When I arrived at her flat in Tan-y-Bwlch her front door was ajar. Furniture and fixtures were thrown across the floor, crockery was smashed, papers littered the carpet. There were bloody handprints on the wall and smeared down the gloss white of the door. I looked at the phone and knew I should call Llunos. Things had gone far enough. And for all I knew, the police could be on the way here right now. I looked at the phone. I really should call the police, but I didn't.
Chapter 14
I FOUND HIM sitting next to the cauldron in a belfry that smelled faintly of gin. Alerted by the sound of stair-climbing he was already looking at the entrance when I walked in.

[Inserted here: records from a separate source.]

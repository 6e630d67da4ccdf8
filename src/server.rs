//! Server module for managing HTTP server lifecycle
//!
//! This module handles server initialization, startup, and graceful shutdown.

use std::sync::Arc;

use tokio::net::TcpListener;
use tokio::signal;
use tokio_util::sync::CancellationToken;

use crate::api::routes::create_router;
use crate::cache::CacheManager;
use crate::config::{Environment, Settings};
use crate::db::{MigrationAction, establish_async_connection_pool, run_migrations};
use crate::external::oauth::HttpOAuthClient;
use crate::external::storage::{S3Uploader, Uploader};
use crate::jobs;
use crate::repositories::UserRepository;
use crate::services::mail::MailService;
use crate::services::{Backends, Services};
use crate::state::AppState;

/// HTTP server manager
pub struct Server {
    settings: Settings,
}

impl Server {
    /// Create a new server with the given settings
    pub fn new(settings: Settings) -> Self {
        Self { settings }
    }

    /// Start the server and run until shutdown signal
    ///
    /// This method:
    /// 1. Logs startup information
    /// 2. Initializes the database pool, cache, storage and mail backends
    /// 3. Starts the background job workers
    /// 4. Binds to the configured address and serves until a shutdown signal
    /// 5. Stops the job workers
    ///
    /// # Errors
    /// - Database, cache or storage initialization errors
    /// - Address binding errors
    /// - Server runtime errors
    pub async fn run(self) -> anyhow::Result<()> {
        let settings = self.settings;

        tracing::info!(
            app_name = %settings.application.name,
            app_version = %settings.application.version,
            environment = %Environment::from_env().as_str(),
            "Application starting"
        );

        tracing::info!(
            host = %settings.server.host,
            port = %settings.server.port,
            request_timeout = %settings.server.request_timeout,
            keep_alive_timeout = %settings.server.keep_alive_timeout,
            "Server configuration loaded"
        );

        // Database URL stays out of the logs
        tracing::info!(
            max_connections = %settings.database.max_connections,
            min_connections = %settings.database.min_connections,
            connection_timeout = %settings.database.connection_timeout,
            auto_migrate = %settings.database.auto_migrate,
            "Database configuration loaded"
        );

        tracing::info!(
            access_token_expiration = %settings.jwt.access_token_expiration,
            refresh_token_expiration = %settings.jwt.refresh_token_expiration,
            secret_configured = %(!settings.jwt.secret.is_empty()),
            "JWT configuration loaded"
        );

        settings.jwt.validate().map_err(|e| {
            tracing::error!(error = %e, "JWT configuration validation failed");
            anyhow::anyhow!("JWT configuration validation failed: {}", e)
        })?;

        if settings.database.auto_migrate {
            let applied = run_migrations(&settings.database.url, MigrationAction::Up).await?;
            tracing::info!(count = applied.len(), "Database migrations applied");
        }

        tracing::info!("Initializing database connection pool...");
        let pool = establish_async_connection_pool(&settings.database).await?;
        tracing::info!("Database connection pool initialized");

        let cache = CacheManager::new(&settings.cache).await?;
        let uploader: Arc<dyn Uploader> = Arc::new(S3Uploader::new(&settings.storage).await?);
        let mailer = MailService::provider_from_config(&settings.mail)?;
        tracing::info!(provider = mailer.name(), "Mail provider configured");

        let shutdown = CancellationToken::new();
        let (queue, workers) = jobs::start(&settings.jobs, uploader.clone(), shutdown.clone());

        let services = Services::new(
            &settings,
            Backends {
                store: Arc::new(UserRepository::new(pool.clone())),
                cache: cache.clone(),
                uploader,
                oauth_client: Arc::new(HttpOAuthClient),
                mailer,
                jobs: queue,
            },
        );

        let address = settings.server.address();
        let state = AppState::new(services, Arc::new(settings), cache, Some(pool));
        let router = create_router(state);
        tracing::info!("Router configured");

        let listener = TcpListener::bind(&address).await.map_err(|e| {
            tracing::error!(error = %e, address = %address, "Failed to bind to address");
            anyhow::anyhow!("Failed to bind to {}: {}", address, e)
        })?;

        tracing::info!(address = %address, "Server listening");

        axum::serve(listener, router)
            .with_graceful_shutdown(shutdown_signal())
            .await?;

        // Workers finish their current attempt before exiting
        shutdown.cancel();
        for worker in workers {
            if let Err(e) = worker.await {
                tracing::warn!(error = %e, "Job worker ended abnormally");
            }
        }

        tracing::info!("Server shutdown complete");

        Ok(())
    }
}

/// Waits for a shutdown signal (Ctrl+C or SIGTERM).
async fn shutdown_signal() {
    let ctrl_c = async {
        if let Err(e) = signal::ctrl_c().await {
            tracing::error!(error = %e, "Failed to install Ctrl+C handler");
            std::future::pending::<()>().await;
        }
    };

    #[cfg(unix)]
    let terminate = async {
        match signal::unix::signal(signal::unix::SignalKind::terminate()) {
            Ok(mut stream) => {
                stream.recv().await;
            }
            Err(e) => {
                tracing::error!(error = %e, "Failed to install SIGTERM handler");
                std::future::pending::<()>().await;
            }
        }
    };

    #[cfg(not(unix))]
    let terminate = std::future::pending::<()>();

    tokio::select! {
        _ = ctrl_c => {
            tracing::info!("Received Ctrl+C, initiating graceful shutdown");
        }
        _ = terminate => {
            tracing::info!("Received SIGTERM, initiating graceful shutdown");
        }
    }
}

'What do you want? This is private property."
There was no wind, no sensation at all except the steady whirr of the clockwork, and the faint smell of gin.
'Where is she? And don't say "who?"'
'Fuck off.'
The floor was a series of boards suspended high up in the tower. In the middle there was a gaping chasm and beneath it the fabulous iron and brass monster of the clockwork mechanism. It was from here that Mr Dombey had fallen or been pushed into the shark's jaw of the cogs. And at the moment it separated me from Pickel. I started to walk round towards the other side.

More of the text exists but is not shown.